• What is being asked
Check each line below for "risk" and report how many have it, nothing else.
==== Data for review ====
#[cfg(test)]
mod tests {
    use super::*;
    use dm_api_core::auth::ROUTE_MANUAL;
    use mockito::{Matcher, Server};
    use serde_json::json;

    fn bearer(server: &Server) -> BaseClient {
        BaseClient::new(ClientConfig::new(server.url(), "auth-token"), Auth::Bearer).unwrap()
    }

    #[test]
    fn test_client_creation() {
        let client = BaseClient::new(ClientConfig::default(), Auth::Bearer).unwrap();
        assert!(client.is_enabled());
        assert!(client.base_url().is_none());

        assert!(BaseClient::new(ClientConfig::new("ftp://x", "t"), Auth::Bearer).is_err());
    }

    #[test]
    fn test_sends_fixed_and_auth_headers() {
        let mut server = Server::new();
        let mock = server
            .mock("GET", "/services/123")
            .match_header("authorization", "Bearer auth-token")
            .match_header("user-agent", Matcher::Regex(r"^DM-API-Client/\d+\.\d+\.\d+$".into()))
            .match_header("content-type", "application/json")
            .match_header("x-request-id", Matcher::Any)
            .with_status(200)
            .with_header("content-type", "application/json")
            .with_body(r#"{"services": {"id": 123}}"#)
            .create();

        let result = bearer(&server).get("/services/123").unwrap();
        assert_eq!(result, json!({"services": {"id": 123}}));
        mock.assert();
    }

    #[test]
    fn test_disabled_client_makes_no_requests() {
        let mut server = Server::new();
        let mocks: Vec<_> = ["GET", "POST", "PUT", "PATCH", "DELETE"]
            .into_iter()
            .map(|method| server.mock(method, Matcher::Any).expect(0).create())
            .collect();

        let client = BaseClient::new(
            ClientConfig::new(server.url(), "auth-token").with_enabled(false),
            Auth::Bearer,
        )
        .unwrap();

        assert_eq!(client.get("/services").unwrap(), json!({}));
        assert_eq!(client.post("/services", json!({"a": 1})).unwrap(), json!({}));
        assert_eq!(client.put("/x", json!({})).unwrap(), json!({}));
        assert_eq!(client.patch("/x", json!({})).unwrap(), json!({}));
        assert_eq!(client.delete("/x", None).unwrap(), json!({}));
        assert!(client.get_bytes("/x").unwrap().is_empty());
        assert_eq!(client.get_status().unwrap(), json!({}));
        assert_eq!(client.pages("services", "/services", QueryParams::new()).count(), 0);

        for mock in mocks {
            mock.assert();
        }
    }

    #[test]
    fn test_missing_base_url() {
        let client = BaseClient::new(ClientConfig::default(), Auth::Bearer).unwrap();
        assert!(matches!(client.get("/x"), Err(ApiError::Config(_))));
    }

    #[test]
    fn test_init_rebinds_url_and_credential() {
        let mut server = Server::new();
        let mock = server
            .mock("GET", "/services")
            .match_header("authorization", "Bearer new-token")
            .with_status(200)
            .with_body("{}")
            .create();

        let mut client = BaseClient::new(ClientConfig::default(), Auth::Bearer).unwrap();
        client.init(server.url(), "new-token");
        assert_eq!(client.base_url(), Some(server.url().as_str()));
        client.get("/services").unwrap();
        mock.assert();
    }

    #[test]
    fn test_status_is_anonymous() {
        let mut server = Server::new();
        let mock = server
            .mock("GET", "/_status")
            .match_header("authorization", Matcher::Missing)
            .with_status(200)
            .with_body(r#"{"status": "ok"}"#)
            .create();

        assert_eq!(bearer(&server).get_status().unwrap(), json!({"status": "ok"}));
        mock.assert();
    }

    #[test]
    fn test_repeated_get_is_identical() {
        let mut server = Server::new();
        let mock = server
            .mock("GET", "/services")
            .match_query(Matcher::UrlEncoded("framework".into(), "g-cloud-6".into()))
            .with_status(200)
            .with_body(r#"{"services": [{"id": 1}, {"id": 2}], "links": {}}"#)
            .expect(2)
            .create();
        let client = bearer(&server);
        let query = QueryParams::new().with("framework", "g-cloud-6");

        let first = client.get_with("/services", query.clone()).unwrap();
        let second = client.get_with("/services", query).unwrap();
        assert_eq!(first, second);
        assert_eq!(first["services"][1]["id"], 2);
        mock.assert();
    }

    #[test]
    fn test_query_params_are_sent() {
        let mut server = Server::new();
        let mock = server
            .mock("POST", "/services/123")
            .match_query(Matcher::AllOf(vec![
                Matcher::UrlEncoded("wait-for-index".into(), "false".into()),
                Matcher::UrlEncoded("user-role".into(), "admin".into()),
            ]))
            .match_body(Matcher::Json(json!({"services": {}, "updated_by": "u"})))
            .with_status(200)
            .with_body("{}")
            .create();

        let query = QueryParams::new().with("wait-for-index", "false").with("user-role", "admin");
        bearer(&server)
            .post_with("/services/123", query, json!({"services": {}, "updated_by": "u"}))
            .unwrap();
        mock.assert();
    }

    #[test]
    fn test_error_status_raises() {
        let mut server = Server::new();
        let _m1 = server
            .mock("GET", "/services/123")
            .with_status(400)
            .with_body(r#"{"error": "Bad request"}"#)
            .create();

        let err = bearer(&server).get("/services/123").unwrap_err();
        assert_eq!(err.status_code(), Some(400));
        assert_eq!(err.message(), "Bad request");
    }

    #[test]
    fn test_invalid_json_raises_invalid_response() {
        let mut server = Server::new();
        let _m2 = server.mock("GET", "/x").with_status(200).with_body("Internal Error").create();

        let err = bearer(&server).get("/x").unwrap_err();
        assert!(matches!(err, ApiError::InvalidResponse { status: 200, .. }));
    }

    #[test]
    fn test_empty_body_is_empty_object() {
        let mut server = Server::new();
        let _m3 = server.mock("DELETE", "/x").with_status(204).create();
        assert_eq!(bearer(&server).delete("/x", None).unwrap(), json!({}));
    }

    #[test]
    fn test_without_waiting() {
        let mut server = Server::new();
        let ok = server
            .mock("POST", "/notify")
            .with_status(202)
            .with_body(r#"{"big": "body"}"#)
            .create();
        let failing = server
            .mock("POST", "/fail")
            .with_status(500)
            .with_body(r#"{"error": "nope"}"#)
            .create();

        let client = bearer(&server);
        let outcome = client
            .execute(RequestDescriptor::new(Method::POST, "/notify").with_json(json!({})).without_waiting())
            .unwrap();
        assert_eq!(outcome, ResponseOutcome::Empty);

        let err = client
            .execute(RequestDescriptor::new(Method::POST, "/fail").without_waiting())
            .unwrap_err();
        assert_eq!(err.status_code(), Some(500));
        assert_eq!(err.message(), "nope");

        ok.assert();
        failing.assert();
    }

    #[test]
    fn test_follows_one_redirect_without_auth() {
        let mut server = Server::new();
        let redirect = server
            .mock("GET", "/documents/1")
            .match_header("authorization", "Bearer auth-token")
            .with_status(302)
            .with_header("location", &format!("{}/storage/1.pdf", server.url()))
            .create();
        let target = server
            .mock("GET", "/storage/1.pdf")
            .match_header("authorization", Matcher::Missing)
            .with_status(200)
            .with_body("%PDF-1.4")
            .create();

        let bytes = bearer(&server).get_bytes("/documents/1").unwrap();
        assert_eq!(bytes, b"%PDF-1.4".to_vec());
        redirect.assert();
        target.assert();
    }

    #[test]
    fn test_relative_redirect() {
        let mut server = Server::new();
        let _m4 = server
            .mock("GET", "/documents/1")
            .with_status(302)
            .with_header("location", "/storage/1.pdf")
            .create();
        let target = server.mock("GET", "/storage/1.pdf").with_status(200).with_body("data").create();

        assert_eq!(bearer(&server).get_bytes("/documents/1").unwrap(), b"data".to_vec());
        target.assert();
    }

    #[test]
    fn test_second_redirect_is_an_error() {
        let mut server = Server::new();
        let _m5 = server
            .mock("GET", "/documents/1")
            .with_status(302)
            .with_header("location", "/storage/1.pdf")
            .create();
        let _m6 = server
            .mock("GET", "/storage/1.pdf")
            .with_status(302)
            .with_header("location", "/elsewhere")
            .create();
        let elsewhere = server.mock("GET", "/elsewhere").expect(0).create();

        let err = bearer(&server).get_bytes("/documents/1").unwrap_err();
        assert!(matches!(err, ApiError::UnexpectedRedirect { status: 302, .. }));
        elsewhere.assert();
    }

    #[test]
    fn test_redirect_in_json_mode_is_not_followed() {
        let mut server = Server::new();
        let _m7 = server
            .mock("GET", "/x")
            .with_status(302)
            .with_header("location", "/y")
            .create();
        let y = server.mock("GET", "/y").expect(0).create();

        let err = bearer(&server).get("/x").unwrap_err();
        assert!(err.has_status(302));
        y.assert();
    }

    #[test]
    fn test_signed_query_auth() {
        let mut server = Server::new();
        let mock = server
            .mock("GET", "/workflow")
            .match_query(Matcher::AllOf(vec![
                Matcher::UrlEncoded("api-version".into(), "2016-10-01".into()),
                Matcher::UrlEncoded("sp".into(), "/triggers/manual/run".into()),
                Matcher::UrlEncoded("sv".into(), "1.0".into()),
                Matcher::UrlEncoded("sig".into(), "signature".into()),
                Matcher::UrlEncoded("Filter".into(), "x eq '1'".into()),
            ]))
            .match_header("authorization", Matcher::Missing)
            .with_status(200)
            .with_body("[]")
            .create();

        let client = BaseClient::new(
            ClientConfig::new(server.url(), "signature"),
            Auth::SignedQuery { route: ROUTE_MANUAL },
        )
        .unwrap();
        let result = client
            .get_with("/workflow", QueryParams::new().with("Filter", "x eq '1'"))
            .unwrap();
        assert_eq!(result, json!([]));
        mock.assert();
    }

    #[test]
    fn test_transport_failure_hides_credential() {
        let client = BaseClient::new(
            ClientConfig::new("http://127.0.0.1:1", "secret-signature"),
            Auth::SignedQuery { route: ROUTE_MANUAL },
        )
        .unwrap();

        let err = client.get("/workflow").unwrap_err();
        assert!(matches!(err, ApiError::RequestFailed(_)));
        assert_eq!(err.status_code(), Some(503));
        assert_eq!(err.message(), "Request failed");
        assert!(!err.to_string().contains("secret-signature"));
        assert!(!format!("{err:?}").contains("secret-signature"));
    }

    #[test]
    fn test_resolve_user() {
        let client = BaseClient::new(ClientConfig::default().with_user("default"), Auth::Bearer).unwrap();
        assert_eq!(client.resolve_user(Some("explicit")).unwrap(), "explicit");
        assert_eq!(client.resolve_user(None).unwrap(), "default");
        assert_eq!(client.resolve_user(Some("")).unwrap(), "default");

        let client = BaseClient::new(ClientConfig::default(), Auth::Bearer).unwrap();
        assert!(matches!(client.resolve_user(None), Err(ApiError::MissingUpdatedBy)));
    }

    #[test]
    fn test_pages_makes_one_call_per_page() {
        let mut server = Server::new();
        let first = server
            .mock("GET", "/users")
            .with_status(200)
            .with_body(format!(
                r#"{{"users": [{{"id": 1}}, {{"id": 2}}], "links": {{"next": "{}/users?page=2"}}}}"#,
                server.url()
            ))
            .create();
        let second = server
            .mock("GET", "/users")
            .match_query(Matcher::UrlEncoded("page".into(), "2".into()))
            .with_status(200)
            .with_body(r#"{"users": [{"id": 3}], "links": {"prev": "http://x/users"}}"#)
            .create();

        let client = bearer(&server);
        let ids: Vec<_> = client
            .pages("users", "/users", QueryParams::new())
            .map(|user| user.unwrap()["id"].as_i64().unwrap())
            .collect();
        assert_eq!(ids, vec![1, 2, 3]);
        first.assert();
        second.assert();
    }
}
====
==== Data for review ====
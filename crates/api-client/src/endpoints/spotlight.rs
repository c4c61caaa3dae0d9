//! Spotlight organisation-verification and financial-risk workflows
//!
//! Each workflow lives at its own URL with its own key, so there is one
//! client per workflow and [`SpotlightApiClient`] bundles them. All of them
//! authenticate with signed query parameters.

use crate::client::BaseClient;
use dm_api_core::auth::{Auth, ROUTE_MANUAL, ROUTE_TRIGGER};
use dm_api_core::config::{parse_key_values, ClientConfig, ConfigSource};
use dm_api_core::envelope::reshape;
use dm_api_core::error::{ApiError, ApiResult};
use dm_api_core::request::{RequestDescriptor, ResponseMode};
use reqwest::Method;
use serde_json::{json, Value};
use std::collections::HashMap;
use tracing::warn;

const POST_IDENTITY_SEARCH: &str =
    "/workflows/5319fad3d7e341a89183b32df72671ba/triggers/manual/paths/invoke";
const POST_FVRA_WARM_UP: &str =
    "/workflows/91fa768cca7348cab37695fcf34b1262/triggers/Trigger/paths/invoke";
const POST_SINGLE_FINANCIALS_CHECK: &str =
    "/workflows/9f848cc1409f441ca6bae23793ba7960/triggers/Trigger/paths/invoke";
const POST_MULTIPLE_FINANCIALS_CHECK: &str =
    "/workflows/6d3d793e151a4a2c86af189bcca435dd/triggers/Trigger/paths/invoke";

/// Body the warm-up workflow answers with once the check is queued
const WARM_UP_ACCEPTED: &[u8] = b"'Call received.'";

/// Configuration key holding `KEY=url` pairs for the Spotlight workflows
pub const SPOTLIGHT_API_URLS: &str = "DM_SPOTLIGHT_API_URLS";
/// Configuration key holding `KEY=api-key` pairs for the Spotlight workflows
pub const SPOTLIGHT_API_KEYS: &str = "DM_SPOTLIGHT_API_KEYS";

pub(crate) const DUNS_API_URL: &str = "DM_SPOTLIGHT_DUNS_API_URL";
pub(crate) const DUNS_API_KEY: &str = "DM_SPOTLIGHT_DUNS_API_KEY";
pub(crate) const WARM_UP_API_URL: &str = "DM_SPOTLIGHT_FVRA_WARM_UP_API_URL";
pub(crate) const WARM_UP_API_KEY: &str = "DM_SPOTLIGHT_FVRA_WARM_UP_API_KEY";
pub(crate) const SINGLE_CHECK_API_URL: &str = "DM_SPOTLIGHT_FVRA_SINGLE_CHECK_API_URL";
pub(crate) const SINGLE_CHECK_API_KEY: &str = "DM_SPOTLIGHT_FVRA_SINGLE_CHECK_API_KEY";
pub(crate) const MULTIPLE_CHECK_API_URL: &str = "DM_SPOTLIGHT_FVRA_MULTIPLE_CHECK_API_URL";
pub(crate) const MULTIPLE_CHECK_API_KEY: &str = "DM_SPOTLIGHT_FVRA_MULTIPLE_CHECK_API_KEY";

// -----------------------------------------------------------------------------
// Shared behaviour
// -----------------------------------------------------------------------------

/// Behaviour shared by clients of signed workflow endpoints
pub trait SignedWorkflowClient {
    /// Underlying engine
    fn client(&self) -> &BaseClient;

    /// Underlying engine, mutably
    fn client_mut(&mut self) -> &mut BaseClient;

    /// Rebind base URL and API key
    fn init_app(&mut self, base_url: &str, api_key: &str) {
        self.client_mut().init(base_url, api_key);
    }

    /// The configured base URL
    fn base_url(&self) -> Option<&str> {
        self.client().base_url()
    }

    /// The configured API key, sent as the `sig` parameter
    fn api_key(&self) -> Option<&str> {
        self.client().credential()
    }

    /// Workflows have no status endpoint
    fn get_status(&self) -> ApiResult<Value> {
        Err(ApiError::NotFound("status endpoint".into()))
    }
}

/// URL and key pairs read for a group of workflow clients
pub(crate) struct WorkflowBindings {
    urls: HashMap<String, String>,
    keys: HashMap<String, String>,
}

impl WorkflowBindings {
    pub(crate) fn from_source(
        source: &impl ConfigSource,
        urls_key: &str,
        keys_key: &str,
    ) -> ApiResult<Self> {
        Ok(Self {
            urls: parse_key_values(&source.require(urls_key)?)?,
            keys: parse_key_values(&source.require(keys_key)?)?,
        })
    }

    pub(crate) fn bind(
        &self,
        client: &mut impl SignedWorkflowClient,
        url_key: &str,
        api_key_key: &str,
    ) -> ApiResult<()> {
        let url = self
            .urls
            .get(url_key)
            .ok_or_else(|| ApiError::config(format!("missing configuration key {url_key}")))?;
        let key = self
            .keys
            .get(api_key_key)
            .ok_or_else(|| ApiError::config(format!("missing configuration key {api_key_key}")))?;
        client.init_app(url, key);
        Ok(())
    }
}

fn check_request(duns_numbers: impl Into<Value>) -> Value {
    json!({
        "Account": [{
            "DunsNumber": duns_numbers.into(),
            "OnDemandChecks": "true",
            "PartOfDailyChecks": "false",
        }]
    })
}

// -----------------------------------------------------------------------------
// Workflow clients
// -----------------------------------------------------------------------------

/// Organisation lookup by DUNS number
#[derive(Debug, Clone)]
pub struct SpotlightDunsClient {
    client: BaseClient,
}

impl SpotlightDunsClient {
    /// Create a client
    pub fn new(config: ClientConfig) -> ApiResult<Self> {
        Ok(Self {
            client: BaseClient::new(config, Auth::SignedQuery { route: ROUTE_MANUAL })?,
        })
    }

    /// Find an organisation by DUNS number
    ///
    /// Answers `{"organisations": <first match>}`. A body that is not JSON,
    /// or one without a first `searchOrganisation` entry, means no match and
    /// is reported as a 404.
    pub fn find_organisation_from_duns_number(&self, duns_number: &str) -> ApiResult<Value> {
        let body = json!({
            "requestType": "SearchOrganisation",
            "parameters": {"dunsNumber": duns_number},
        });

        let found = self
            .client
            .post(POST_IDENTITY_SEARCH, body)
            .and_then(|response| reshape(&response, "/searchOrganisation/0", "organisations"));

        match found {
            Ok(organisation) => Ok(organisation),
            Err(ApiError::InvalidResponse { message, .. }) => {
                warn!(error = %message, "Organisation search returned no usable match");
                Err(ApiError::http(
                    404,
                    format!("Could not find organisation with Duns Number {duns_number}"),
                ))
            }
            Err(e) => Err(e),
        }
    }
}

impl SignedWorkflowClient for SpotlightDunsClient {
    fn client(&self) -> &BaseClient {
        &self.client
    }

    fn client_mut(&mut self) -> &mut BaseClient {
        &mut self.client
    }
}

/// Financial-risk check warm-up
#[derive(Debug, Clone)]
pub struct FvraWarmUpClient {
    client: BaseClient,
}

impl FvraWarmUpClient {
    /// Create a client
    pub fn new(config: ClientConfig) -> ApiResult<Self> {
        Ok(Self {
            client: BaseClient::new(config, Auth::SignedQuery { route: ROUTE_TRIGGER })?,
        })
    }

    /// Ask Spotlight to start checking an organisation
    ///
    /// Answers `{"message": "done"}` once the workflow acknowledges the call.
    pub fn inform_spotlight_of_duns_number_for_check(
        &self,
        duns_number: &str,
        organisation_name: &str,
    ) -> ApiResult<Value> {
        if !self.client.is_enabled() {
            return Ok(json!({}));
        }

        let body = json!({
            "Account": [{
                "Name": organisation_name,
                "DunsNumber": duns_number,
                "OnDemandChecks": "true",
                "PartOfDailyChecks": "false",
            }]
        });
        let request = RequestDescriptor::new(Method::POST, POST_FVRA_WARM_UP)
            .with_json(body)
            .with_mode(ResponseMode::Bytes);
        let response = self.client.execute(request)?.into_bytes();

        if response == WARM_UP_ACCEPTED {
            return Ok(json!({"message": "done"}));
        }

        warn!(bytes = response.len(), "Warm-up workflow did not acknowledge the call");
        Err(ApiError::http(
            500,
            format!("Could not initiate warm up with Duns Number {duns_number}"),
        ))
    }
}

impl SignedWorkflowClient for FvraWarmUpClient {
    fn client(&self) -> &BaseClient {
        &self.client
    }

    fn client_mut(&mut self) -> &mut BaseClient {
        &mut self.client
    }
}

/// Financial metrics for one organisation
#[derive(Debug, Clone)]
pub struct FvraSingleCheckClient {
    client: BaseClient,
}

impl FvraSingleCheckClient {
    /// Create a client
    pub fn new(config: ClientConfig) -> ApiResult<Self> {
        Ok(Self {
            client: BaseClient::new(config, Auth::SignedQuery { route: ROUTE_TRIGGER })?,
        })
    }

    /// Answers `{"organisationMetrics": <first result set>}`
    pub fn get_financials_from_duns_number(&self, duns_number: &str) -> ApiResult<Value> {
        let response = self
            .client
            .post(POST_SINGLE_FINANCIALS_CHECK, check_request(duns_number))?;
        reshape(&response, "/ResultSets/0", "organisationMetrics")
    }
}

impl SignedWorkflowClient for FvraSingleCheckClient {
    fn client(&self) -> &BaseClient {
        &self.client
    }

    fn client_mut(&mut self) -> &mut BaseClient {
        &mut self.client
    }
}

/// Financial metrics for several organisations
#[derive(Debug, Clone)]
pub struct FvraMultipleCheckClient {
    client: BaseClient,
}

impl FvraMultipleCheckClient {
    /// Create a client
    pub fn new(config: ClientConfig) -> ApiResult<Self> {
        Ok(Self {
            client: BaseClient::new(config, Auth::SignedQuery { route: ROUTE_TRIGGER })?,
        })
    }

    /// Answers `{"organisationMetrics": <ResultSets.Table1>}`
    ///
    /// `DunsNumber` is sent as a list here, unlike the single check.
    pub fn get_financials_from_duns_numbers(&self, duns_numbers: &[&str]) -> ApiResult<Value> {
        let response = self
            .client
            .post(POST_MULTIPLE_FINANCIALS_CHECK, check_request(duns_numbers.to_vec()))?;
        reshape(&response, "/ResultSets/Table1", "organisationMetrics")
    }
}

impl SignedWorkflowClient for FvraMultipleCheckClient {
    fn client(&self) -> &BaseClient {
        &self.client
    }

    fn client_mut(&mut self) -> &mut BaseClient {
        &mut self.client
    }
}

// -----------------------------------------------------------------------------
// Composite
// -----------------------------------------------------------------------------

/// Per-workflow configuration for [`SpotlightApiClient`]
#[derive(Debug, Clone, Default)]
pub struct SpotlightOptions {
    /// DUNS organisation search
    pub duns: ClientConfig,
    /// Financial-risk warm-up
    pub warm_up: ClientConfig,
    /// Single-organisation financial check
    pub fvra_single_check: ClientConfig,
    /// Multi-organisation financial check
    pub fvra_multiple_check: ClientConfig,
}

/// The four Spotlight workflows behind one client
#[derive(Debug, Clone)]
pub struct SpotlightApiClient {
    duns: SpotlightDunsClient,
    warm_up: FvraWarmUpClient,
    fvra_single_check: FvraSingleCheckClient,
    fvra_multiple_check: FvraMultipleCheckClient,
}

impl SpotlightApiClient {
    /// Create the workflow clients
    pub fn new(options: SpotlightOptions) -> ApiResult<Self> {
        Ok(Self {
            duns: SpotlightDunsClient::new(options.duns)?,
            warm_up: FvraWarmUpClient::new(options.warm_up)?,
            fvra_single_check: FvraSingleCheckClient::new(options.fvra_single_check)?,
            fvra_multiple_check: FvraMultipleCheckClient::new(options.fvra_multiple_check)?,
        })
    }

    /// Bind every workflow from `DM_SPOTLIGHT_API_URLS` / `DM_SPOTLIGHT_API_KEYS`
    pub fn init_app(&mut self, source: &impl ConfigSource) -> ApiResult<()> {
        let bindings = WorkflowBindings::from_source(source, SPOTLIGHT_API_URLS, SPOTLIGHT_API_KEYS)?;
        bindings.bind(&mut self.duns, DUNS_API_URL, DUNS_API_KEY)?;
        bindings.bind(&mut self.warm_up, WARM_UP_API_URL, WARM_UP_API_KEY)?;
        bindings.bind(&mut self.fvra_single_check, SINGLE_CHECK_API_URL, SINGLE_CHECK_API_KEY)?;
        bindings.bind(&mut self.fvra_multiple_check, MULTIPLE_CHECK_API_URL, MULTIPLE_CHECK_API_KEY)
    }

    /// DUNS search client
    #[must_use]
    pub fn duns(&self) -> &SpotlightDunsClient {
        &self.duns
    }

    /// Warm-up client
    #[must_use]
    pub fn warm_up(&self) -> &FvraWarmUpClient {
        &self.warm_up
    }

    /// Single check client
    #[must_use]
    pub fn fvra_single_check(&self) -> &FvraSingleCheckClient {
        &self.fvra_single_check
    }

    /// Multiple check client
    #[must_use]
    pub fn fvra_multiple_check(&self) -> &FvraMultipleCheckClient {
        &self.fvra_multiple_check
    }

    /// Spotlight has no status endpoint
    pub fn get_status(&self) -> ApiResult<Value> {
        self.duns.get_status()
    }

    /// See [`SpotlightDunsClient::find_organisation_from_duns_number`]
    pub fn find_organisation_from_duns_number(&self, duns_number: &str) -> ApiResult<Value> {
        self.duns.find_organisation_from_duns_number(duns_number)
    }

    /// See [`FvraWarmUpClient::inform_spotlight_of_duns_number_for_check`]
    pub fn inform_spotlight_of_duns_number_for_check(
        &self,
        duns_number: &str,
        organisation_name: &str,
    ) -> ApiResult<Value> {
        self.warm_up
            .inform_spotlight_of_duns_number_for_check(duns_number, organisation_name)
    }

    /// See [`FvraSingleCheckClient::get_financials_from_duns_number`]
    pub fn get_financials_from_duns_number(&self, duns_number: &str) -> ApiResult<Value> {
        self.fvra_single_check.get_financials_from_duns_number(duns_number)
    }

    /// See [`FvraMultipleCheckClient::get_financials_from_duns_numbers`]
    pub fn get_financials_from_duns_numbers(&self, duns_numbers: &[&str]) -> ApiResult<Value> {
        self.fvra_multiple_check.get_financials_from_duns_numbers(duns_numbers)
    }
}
====
• Task result
3